(WORK TO COMPLETE): Reproduce exactly, and only, the lines running from the start of the entries below to the line containing "use super::non_empty;".

(MATERIAL FOR THIS EXERCISE):

%%

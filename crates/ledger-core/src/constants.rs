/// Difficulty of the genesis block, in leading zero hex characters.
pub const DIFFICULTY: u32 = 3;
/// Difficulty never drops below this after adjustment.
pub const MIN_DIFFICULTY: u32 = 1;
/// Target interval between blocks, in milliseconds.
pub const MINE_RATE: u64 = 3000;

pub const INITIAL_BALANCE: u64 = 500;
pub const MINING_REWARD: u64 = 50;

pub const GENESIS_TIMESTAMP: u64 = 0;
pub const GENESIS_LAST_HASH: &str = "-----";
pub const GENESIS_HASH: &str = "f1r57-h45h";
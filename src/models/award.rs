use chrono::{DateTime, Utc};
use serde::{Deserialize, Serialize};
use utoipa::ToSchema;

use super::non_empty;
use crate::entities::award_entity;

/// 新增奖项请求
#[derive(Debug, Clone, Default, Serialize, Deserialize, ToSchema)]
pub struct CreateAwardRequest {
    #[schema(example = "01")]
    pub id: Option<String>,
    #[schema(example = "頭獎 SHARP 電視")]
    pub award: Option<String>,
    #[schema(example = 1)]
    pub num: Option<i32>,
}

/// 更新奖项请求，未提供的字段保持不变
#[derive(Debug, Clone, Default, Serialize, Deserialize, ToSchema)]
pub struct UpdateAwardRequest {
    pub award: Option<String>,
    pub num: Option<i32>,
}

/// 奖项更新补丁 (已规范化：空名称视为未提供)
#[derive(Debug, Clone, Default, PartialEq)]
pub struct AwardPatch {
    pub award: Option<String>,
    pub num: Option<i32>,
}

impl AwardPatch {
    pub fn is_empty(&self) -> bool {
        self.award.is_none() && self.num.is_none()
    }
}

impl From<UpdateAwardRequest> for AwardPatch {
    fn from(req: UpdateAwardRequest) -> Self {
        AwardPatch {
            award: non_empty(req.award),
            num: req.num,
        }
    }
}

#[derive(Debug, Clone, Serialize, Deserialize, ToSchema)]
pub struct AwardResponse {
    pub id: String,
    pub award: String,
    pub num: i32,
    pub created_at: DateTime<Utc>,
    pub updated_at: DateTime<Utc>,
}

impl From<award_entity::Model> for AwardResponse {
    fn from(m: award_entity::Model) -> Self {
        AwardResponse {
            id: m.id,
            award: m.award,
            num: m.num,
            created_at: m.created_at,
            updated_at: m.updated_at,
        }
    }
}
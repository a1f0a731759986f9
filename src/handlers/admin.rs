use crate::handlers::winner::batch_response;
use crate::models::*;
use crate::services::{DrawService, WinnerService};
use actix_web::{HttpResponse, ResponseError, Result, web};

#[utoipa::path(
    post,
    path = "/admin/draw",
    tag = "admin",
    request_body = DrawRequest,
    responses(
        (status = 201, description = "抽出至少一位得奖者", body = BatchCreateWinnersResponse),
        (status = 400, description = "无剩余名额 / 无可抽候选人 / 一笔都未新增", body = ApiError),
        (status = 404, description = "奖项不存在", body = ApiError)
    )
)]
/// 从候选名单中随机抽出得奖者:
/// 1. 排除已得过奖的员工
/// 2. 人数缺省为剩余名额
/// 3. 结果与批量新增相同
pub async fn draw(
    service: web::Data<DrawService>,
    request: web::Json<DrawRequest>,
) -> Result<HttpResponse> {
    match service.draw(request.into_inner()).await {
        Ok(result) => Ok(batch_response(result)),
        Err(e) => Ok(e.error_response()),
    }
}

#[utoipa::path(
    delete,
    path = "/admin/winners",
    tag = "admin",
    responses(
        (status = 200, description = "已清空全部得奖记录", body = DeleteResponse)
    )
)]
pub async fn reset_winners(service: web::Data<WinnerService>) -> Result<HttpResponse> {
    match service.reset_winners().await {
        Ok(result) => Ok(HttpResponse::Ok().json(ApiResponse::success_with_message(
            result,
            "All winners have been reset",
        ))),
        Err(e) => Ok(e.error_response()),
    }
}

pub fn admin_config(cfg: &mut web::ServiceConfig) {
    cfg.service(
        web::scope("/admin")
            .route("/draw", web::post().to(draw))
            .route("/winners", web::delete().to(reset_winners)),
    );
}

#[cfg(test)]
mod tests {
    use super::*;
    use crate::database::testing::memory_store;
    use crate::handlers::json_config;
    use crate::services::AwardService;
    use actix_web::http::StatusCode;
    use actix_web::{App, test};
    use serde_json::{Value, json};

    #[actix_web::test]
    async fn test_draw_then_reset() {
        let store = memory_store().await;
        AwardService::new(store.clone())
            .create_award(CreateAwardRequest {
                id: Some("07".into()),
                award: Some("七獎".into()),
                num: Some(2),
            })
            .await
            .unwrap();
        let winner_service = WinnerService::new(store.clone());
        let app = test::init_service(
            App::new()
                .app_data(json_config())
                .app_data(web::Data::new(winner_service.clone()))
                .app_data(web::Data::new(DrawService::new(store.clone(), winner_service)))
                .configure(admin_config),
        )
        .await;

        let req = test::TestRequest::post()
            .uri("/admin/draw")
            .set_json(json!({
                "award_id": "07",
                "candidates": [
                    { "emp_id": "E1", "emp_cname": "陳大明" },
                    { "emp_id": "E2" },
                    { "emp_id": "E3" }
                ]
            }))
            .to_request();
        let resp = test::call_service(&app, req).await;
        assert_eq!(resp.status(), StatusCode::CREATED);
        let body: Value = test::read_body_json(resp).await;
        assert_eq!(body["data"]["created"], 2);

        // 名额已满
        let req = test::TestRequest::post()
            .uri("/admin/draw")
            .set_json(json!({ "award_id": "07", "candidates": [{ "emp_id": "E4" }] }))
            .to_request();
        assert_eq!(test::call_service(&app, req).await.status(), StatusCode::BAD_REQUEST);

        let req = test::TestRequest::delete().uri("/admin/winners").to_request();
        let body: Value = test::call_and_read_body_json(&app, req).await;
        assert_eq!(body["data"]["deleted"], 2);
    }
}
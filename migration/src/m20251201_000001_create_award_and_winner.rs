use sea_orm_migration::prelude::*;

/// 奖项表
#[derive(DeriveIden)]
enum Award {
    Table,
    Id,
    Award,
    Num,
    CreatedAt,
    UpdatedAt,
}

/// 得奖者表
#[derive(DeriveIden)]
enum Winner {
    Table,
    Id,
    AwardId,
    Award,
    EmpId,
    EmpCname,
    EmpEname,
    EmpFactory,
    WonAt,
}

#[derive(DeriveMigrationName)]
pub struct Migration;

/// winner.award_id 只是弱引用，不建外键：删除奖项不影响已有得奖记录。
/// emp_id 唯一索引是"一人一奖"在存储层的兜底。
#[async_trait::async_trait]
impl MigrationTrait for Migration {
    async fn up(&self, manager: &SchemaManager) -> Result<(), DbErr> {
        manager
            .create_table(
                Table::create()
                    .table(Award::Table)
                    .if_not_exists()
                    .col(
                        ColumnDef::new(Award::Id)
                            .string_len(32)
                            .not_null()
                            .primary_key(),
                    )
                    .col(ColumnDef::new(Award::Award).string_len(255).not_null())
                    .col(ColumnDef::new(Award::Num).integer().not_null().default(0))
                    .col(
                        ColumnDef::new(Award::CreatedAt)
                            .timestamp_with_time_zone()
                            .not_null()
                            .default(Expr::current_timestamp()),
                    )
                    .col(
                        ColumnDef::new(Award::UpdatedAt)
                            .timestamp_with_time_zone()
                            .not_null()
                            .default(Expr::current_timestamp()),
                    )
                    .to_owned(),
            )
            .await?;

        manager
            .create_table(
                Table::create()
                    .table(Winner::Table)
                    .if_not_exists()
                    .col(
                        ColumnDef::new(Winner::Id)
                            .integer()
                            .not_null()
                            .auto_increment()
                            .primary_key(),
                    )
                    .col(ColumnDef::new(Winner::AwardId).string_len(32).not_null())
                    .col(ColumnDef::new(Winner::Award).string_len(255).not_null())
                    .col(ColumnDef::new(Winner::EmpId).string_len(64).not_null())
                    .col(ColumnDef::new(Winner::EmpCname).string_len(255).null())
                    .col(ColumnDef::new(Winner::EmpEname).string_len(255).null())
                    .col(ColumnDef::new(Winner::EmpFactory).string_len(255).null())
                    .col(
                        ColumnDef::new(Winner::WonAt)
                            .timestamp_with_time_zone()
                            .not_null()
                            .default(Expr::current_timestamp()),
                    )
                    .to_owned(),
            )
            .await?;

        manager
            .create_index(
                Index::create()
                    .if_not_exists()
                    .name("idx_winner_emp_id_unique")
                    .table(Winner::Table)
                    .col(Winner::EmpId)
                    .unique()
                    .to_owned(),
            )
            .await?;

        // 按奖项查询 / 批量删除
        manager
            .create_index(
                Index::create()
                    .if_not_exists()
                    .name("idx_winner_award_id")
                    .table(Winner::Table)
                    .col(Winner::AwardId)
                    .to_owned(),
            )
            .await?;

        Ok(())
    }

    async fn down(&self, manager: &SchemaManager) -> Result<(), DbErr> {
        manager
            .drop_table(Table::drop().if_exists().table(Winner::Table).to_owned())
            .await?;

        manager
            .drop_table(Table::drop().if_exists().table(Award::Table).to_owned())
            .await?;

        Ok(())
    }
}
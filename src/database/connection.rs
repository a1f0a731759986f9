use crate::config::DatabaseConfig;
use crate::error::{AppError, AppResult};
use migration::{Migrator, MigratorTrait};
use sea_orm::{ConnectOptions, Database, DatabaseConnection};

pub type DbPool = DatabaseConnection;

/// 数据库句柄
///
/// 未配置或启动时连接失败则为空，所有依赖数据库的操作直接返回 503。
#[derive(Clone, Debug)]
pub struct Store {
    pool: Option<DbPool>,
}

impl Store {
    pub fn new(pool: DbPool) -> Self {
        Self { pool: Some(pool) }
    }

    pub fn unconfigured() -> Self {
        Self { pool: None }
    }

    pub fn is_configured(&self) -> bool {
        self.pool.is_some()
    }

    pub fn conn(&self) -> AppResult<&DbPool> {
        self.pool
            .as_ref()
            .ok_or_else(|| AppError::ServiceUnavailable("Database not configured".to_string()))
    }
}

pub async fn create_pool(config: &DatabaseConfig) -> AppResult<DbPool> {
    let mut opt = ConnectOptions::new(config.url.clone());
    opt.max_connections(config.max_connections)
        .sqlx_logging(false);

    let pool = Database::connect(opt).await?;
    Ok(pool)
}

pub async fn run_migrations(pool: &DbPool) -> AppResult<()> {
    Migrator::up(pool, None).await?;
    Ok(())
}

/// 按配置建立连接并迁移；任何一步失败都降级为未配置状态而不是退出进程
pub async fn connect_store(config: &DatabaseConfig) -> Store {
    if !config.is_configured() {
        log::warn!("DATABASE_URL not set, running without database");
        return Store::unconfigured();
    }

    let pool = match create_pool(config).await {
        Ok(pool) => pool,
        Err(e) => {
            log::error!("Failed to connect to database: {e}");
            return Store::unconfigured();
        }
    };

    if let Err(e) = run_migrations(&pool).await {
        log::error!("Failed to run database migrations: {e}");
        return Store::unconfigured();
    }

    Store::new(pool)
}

%%

(TASK RESULT):
filename crates/ledger-core/src/constants.rs
/// Difficulty of the genesis block, in leading zero hex characters.
pub const DIFFICULTY: u32 = 3;
/// Difficulty never drops below this after adjustment.
pub const MIN_DIFFICULTY: u32 = 1;
/// Target interval between blocks, in milliseconds.
pub const MINE_RATE: u64 = 3000;

pub const INITIAL_BALANCE: u64 = 500;
pub const MINING_REWARD: u64 = 50;

pub const GENESIS_TIMESTAMP: u64 = 0;
pub const GENESIS_LAST_HASH: &str = "-----";
pub const GENESIS_HASH: &str = "f1r57-h45h";
filename src/models/award.rs
use chrono::{DateTime, Utc};
use serde::{Deserialize, Serialize};
use utoipa::ToSchema;

use super::non_empty;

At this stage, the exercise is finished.